Along the way, we see clear trends delineated--such as a tradition of strongly bodily affective religious music in the United States. This should be no surprise, given the primacy of the Hebrew Bible as a source for allegory, metaphor and narrative in Christian religious music. The Biblical Song of Solomon is especially strong in its use of eroticism as religious devotion. Likewise, Moravian hymms have been characterized as "impassioned, full of vivid imagery of Christ's atoning blood and a nearly erotic emphasis on communion with Christ." Methodist hymns, especially those influenced by John Wesley, were in many ways a reaction against this tendency. In a more general sense, neither of the Wesleys could stop the development of American Shaker hymns. Though not erotic in nature, Shaker hymns were certainly affective. Producing visions of ecstasy and celestial kingdoms, and "divine communication," they danced in the set of affective relationships that has been part of the Christian tradition, especially its mystical subtraditions, since its earliest days. Even in the political and religious mainstream of music in the 18th and 19th century United States, William Billings' patriotic hymms produced "inchanting" and "ecstatic" erotic songs.

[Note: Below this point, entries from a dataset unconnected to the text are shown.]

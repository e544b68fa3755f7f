// src/exec/mod.rs

//! Process execution layer.
//!
//! This module is responsible for actually running scripts, using
//! `tokio::process::Command`, and reporting back to the runtime via
//! `RuntimeEvent`s. Nothing here touches core state.
//!
//! - [`backend`] provides the `ExecutorBackend` trait and the production
//!   `RealExecutorBackend`, which tests replace with fakes.
//! - [`executor_loop`] owns the table of worker handles and routes start /
//!   cancel / probe requests.
//! - [`job_runner`] runs one job: spawn, credential hand-off, wait or cancel.
//! - [`launcher`] resolves script paths and builds the command line.
//! - [`output`] drains stdout / stderr into `OutputLine` events.
//! - [`signal`] implements terminate-then-kill for process groups.

use std::time::Duration;

use crate::config::ScriptDescriptor;
use crate::engine::Elevation;
use crate::types::JobId;

pub mod backend;
pub mod executor_loop;
pub mod job_runner;
pub mod launcher;
pub mod output;
pub mod signal;

pub use backend::{ExecutorBackend, RealExecutorBackend};
pub use executor_loop::spawn_executor;
pub use launcher::{LaunchSettings, resolve_script_path};

/// Everything a worker needs to start one job.
#[derive(Debug, Clone)]
pub struct LaunchRequest {
    pub job: JobId,
    pub script: ScriptDescriptor,
    pub elevation: Elevation,
}

/// Requests from the runtime to the executor.
#[derive(Debug, Clone)]
pub enum ExecRequest {
    Start(LaunchRequest),
    /// Terminate the job's process group, killing it after `grace`.
    Cancel { job: JobId, grace: Duration },
    /// Check whether the elevation program already holds a valid session.
    ProbeElevation,
}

Together with both Methodist austerity and impassioned eroticism, Stowe adds the secular and sacred histories of songs such as "Amazing Grace," from its use in American civil religion to its expression in Star Trek's funeral for Mr. Spock, and Judy Collins's theurgically protective use of it in the midst of the turbulence of the 1960's. The World Parliament of Religions and the Immigration Act of 1965 are highlighted as catalytic moments in American religious pluralism, helping to give birth to events as diverse as Paul Carus's Buddhist hymnals, the Beastie Boys "Bodhisattva Vow" and Duke Ellington's pluralistically affirming sacred concerts.

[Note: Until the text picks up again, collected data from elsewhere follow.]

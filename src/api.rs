//! JSON request and response shapes exchanged with the HTTP layer.
//!
//! Every response carries `ok`; guess responses that reached the format or
//! word-list checks also carry `valid`. Field names are camelCase on the wire.

use serde::{Deserialize, Serialize};
use serde_json::Value;
use std::collections::BTreeMap;

use crate::day_key::DayKey;
use crate::evaluator::GuessVerdict;
use crate::wordbank::WordCounts;

/// Guess submission. Fields stay loose JSON and are coerced by the accessors,
/// so a stale or sloppy client still gets a locked or bad-format answer.
#[derive(Debug, Clone, Default, PartialEq, Serialize, Deserialize)]
#[serde(rename_all = "camelCase", default)]
pub struct GuessRequest {
    pub day_key: Value,
    pub idx: Value,
    pub guess: Value,
}

impl GuessRequest {
    pub fn new(day_key: &str, idx: i64, guess: &str) -> Self {
        Self {
            day_key: Value::from(day_key),
            idx: Value::from(idx),
            guess: Value::from(guess),
        }
    }

    /// The requested day as text; anything but a string or number is empty.
    pub fn day_key_text(&self) -> String {
        loose_text(&self.day_key)
    }

    /// The requested slot, or `None` when it is not a whole number.
    pub fn idx_number(&self) -> Option<i64> {
        loose_integer(&self.idx)
    }

    /// The guess as text; null and non-scalar values are empty.
    pub fn guess_text(&self) -> String {
        loose_text(&self.guess)
    }
}

#[derive(Debug, Clone, Default, PartialEq, Serialize, Deserialize)]
#[serde(rename_all = "camelCase", default)]
pub struct AnswersRequest {
    pub idx: Value,
    /// Expected to be an array of day-key strings; anything else is rejected.
    pub day_keys: Option<Value>,
}

impl AnswersRequest {
    pub fn new(idx: i64, day_keys: Value) -> Self {
        Self {
            idx: Value::from(idx),
            day_keys: Some(day_keys),
        }
    }

    pub fn idx_number(&self) -> Option<i64> {
        loose_integer(&self.idx)
    }
}

fn loose_text(value: &Value) -> String {
    match value {
        Value::String(s) => s.clone(),
        Value::Number(n) => n.to_string(),
        Value::Bool(b) => b.to_string(),
        Value::Null | Value::Array(_) | Value::Object(_) => String::new(),
    }
}

/// Whole-number reading of a loose value. Null, missing and blank strings
/// count as 0; fractional, non-numeric and compound values have none.
fn loose_integer(value: &Value) -> Option<i64> {
    let number = match value {
        Value::Null => return Some(0),
        Value::Bool(b) => return Some(i64::from(*b)),
        Value::Number(n) => {
            if let Some(i) = n.as_i64() {
                return Some(i);
            }
            n.as_f64()?
        }
        Value::String(s) if s.trim().is_empty() => return Some(0),
        Value::String(s) => s.trim().parse::<f64>().ok()?,
        Value::Array(_) | Value::Object(_) => return None,
    };
    if number.is_finite() && number.fract() == 0.0 && number.abs() < 9.0e15 {
        Some(number as i64)
    } else {
        None
    }
}

/// One line of the request stream, tagged by `op`.
#[derive(Debug, Clone, PartialEq, Deserialize)]
#[serde(tag = "op", rename_all = "lowercase")]
pub enum Request {
    Guess(GuessRequest),
    Answers(AnswersRequest),
    /// Re-read the word sources, replacing any cached lists.
    Reload,
}

#[derive(Debug, Clone, Copy, PartialEq, Eq, Serialize, Deserialize)]
#[serde(rename_all = "snake_case")]
pub enum RejectReason {
    BadFormat,
    NotInWordList,
}

#[derive(Debug, Clone, Copy, PartialEq, Eq, Serialize, Deserialize)]
pub enum FailureReason {
    #[serde(rename = "locked_today_idx0")]
    LockedTodayIdx0,
    #[serde(rename = "locked_idx0")]
    LockedIdx0,
    #[serde(rename = "bad_format_dayKeys")]
    BadFormatDayKeys,
    #[serde(rename = "bad_request")]
    BadRequest,
    #[serde(rename = "service_unavailable")]
    ServiceUnavailable,
    #[serde(rename = "server_error")]
    ServerError,
}

impl FailureReason {
    /// HTTP status the web layer should answer with.
    pub fn status(self) -> u16 {
        match self {
            Self::LockedTodayIdx0 | Self::LockedIdx0 => 403,
            Self::BadFormatDayKeys => 200,
            Self::BadRequest => 400,
            Self::ServiceUnavailable => 503,
            Self::ServerError => 500,
        }
    }
}

#[derive(Debug, Clone, PartialEq, Eq, Serialize, Deserialize)]
#[serde(rename_all = "camelCase")]
pub struct Failure {
    pub ok: bool,
    pub reason: FailureReason,
    #[serde(skip_serializing_if = "Option::is_none", default)]
    pub server_day_key: Option<DayKey>,
}

impl Failure {
    pub fn new(reason: FailureReason, server_day_key: Option<DayKey>) -> Self {
        Self {
            ok: false,
            reason,
            server_day_key,
        }
    }
}

#[derive(Debug, Clone, PartialEq, Eq, Serialize, Deserialize)]
pub struct Rejection {
    pub ok: bool,
    pub valid: bool,
    pub reason: RejectReason,
}

impl Rejection {
    pub fn new(reason: RejectReason) -> Self {
        Self {
            ok: true,
            valid: false,
            reason,
        }
    }
}

#[derive(Debug, Clone, PartialEq, Eq, Serialize, Deserialize)]
#[serde(rename_all = "camelCase")]
pub struct ScoredGuess {
    pub ok: bool,
    pub valid: bool,
    /// Empty, or an advisory such as a dev-mode out-of-list guess.
    pub warning: String,
    pub day_key: DayKey,
    pub idx: u32,
    pub puzzle_id: String,
    pub guess: String,
    pub result: GuessVerdict,
    pub is_solved: bool,
}

#[derive(Debug, Clone, PartialEq, Eq, Serialize, Deserialize)]
#[serde(rename_all = "camelCase")]
pub struct PastAnswers {
    pub ok: bool,
    pub server_day_key: DayKey,
    pub idx: u32,
    pub answers: BTreeMap<DayKey, String>,
}

#[derive(Debug, Clone, PartialEq, Eq, Serialize, Deserialize)]
#[serde(rename_all = "camelCase")]
pub struct Reloaded {
    pub ok: bool,
    pub counts: WordCounts,
}

#[derive(Debug, Clone, PartialEq, Eq, Serialize)]
#[serde(untagged)]
pub enum GuessOutcome {
    Scored(ScoredGuess),
    Rejected(Rejection),
    Failed(Failure),
}

impl GuessOutcome {
    pub fn status(&self) -> u16 {
        match self {
            Self::Scored(_) | Self::Rejected(_) => 200,
            Self::Failed(failure) => failure.reason.status(),
        }
    }
}

#[derive(Debug, Clone, PartialEq, Eq, Serialize)]
#[serde(untagged)]
pub enum AnswersOutcome {
    Answers(PastAnswers),
    Failed(Failure),
}

impl AnswersOutcome {
    pub fn status(&self) -> u16 {
        match self {
            Self::Answers(_) => 200,
            Self::Failed(failure) => failure.reason.status(),
        }
    }
}

#[derive(Debug, Clone, PartialEq, Eq, Serialize)]
#[serde(untagged)]
pub enum Response {
    Guess(GuessOutcome),
    Answers(AnswersOutcome),
    Reloaded(Reloaded),
    Failed(Failure),
}

impl Response {
    pub fn status(&self) -> u16 {
        match self {
            Self::Guess(outcome) => outcome.status(),
            Self::Answers(outcome) => outcome.status(),
            Self::Reloaded(_) => 200,
            Self::Failed(failure) => failure.reason.status(),
        }
    }
}
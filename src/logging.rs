// Conditional logging macros - only active in debug builds

#[cfg(debug_assertions)]
#[macro_export]
macro_rules! debug_log {
    ($($arg:tt)*) => {
        log::debug!($($arg)*);
    };
}

#[cfg(not(debug_assertions))]
#[macro_export]
macro_rules! debug_log {
    ($($arg:tt)*) => {{}};
}

#[cfg(debug_assertions)]
#[macro_export]
macro_rules! info_log {
    ($($arg:tt)*) => {
        log::info!($($arg)*);
    };
}

#[cfg(not(debug_assertions))]
#[macro_export]
macro_rules! info_log {
    ($($arg:tt)*) => {{}};
}

/// Install the stderr logger. `RUST_LOG` overrides the default `info` filter.
///
/// Safe to call more than once; later calls are ignored.
pub fn init() {
    let env = env_logger::Env::default().default_filter_or("info");
    let _ = env_logger::Builder::from_env(env)
        .target(env_logger::Target::Stderr)
        .format_timestamp_millis()
        .try_init();
}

And yet we return to the Hebrew Bible again and again, especially in Stowe' examination of Rabbinic cantoring, Kol Nidre, and the controversy surrounding movie "The Jazz Singer." Moody, Sankey, and the Fisk Jubillee Singers are not to be outdone, as the Civil War's role in generating Manichean, patriotic, even Prodigal calls to battle are brought carefully and vividly to life.

This is a highly recommended book. While engaging contemporary concerns such as race, class, gender, and imperialism, this volume goes deeper, and refuses to be bound by specific time periods or specific religious traditions. Where necessary, Stowe crosses all sorts of boundaries to follow the trajectories of songs composed, read, re-read, and re-appropriated in vastly different contexts, from sociology to existentialism. In its dogged devotion to follow different crossing threads of music over time and tradition, as well as the tropes and relationships inscribed within them and by them in adherents. By all means suitable for students of Religious Studies, Stowe's book also stands as well within the perhaps more eclectic but no less rigorous interdisciplinary tradition of American Studies.

Rating: 5 stars
Summary: Mel Gibson should make a movie about this book
Review: Stowe writes with 'Passion' about his subject. Look for Mel Gibson to make a movie about it.